|
SUARA
KARYA, 30 Januari 2013
Kondisi buku-buku di mayoritas
perpustakaan kita, jauh dari lengkap dan menyedihkan.
Di dalam film Good Will Hunting (1999),
tokoh utama Will Hunting, diperankan Matt Damon, yang meraih Oscar untuk
Skenario Asli Terbaik, membuat mati kutu mahasiswa Harvard dalam perdebatan
soal perekonomian kapitalis di sebuah bar. Ia pun mempermalukan telak sang
mahasiswa dengan kalimat, "Sayang sekali kau menghabiskan puluhan ribu
dolar uang orangtuamu untuk ilmu yang bisa engkau dapatkan secara gratis di
perpustakaan umum!"
Nah,
di tengah pendidikan yang kian mahal di negara ini, kutipan di atas tak pelak
memberikan inspirasi untuk menjadikan perpustakaan sebagai basis untuk
memberdayakan warga negara. Bahkan lebih jauh lagi, dan ini kerap terluput
dari perhatian para pengambil kebijakan, peran perpustakaan sebenarnya bisa
digairahkan sebagai sarana untuk memajukan perekonomian masyarakat.

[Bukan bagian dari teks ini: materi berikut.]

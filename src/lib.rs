pub mod config;
pub mod db;
pub mod error;
pub mod functions;
pub mod llm;
pub mod platform;
pub mod realtime;
pub mod services;

use std::path::Path;
use std::sync::Arc;
use std::time::Duration;

use tracing::info;

use config::AppConfig;
use db::Database;
use functions::{ai_chat::AiChatProxy, AI_CHAT};
use llm::ChatKind;
use platform::rest::RestPlatform;
use platform::{Platform, Session};
use services::*;

pub use error::{Error, Result};

/// A backend plus the services that run against it.
#[derive(Clone)]
pub struct WhatsMind {
    platform: Arc<dyn Platform>,
}

impl WhatsMind {
    pub fn new(platform: Arc<dyn Platform>) -> Self {
        Self { platform }
    }

    /// Hosted backend from configuration, with the configured session.
    pub fn connect(config: &AppConfig) -> Result<Self> {
        config.validate()?;
        let platform = RestPlatform::new(&config.backend.url, &config.backend.anon_key)?
            .with_heartbeat(Duration::from_secs(config.realtime.heartbeat_secs.max(1)));
        platform.set_session(config.session())?;
        info!(url = %config.backend.url, signed_in = config.session.is_some(), "connected to backend");
        Ok(Self::new(Arc::new(platform)))
    }

    /// Local SQLite backend under `app_dir`, with the AI chat function
    /// proxying to the configured gateway.
    pub fn local(app_dir: &Path, config: &AppConfig) -> Result<(Self, Arc<Database>)> {
        let database = Arc::new(Database::new(app_dir)?);
        database.register_function(AI_CHAT, AiChatProxy::new(config.gateway()))?;
        if let Some(session) = config.session() {
            database.sign_in_as(&session.user_id)?;
        }
        info!(path = %app_dir.display(), "opened local backend");
        Ok((Self::new(database.clone()), database))
    }

    pub fn platform(&self) -> &Arc<dyn Platform> {
        &self.platform
    }

    pub fn session(&self) -> Option<Session> {
        self.platform.session()
    }

    pub fn conversations(&self) -> ConversationService {
        ConversationService::new(self.platform.clone())
    }

    pub fn messages(&self) -> MessageService {
        MessageService::new(self.platform.clone())
    }

    pub fn tasks(&self) -> TaskService {
        TaskService::new(self.platform.clone())
    }

    pub fn categories(&self) -> CategoryService {
        CategoryService::new(self.platform.clone())
    }

    pub fn profiles(&self) -> ProfileService {
        ProfileService::new(self.platform.clone())
    }

    pub fn focus(&self) -> FocusService {
        FocusService::new(self.platform.clone())
    }

    pub fn notifications(&self) -> NotificationService {
        NotificationService::new(self.platform.clone())
    }

    pub fn ai_chat(&self, kind: ChatKind) -> AiChat {
        AiChat::new(self.platform.clone(), kind)
    }
}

Singkat
kata, perpustakaan punya peran strategis dalam upaya pembangunan ekonomi.
Life-Skills
lama
ini, perpustakaan identik dengan ruangan suram penuh buku yang membosankan
atau hanya berkutat pada kegiatan akademis semata. Paling jauh, perpustakaan
hanya diposisikan sebagai tempat ngobrol atau tempat untuk tidur sejenak.
Padahal,
perpustakaan sebenarnya dapat diposisikan sebagai balai keterampilan untuk
melatih pengunjung dengan keterampilan hidup (life-skills) yang bermanfaat
bagi siapa pun untuk menjalani realitas kehidupan sehari-hari.
Dalam
konteks ini, pengunjung melalui perpustakaan diberdayakan tidak sekadar
dengan pengetahuan tapi juga dengan keterampilan yang dapat digunakan untuk
hidup atau bahasa gampangnya 'cari duit'.
Caranya,
perpustakaan dapat memberi pengunjung pelatihan gratis atau berbiaya murah
lewat dana perpustakaan sendiri atau lewat kemitraan dengan perusahaan yang
ingin menyalurkan program corporate social responsibility (CSR) mereka.
Pelatihan
yang dimaksud bisa berfokus pada bidang-bidang yang beririsan dekat dengan
dunia baca-membaca dan dunia intelektual, seperti pelatihan menulis novel
atau skenario film, berbicara di depan publik (public speaking), membuat dan menulis blog, menyutradarai film,
pemanfaatan media sosial untuk pemasaran (Twitter,
Facebook dan lain-lain) dan banyak pilihan lainnya.
Sudah
banyak contoh sosok yang mampu menafkahi diri dengan kegiatan intelektual
terkait tulis-menulis atau baca-membaca. Misalnya, sastrawan Ajip Rosidi,
kini mengajar sastra Indonesia di sebuah universitas di Jepang, hanyalah
lulusan SMA yang hidup semata dari karang-mengarang. Sebagaimana diceritakan
Ajip, ia mendapatkan ilmu mengarang ini dari sebuah perpustakaan di
Majalengka.
Atau,
Arswendo Atmowiloto. Dia juga hanya memiliki ijazah SMA, namun sukses
menggeluti hidup dengan modal membaca di perpustakaan dan menulis. Arswendo
kini terkenal sebagai novelis, pembicara seminar, sutradara sinetron dan
berbagai profesi lain yang dipelajarinya secara otodidak lewat berbagai
sarana, salah satunya adalah perpustakaan.
Dengan
berfungsi sebagai balai pelatihan, perpustakaan tidak lagi sekadar tempat
membaca tapi juga menjadi wahana untuk memberdayakan masyarakat sekaligus
menciptakan lapangan pekerjaan. Alhasil, perpustakaan jadi memiliki peran
sebagai alat perekayasa ekonomi.
Sebab,
terciptanya lapangan pekerjaan identik dengan terciptanya penghasilan (income
generation) bagi masyarakat, yang pada gilirannya mendongkrak daya beli serta
melesatkan angka-angka pertumbuhan ekonomi.
Kembang-Kempis
Sayangnya,
memang, bukan itu yang terjadi sekarang. Kondisi perpustakaan di negeri kita
masih jauh dari ideal. Betapa tidak, bahkan perpustakaan dengan dokumentasi
rapi seperti Pusat Dokumentasi Sastra (PDS) HB Jassin kembang-kempis dan
terancam habis riwayatnya.
Kemudian,
hanya ada segelintir perpustakaan umum pemerintah dan swasta yang buka setiap
hari (termasuk Sabtu-Minggu) atau hingga malam hari.
Belum
lagi, jika kita melihat kondisi buku-buku di mayoritas perpustakaan kita.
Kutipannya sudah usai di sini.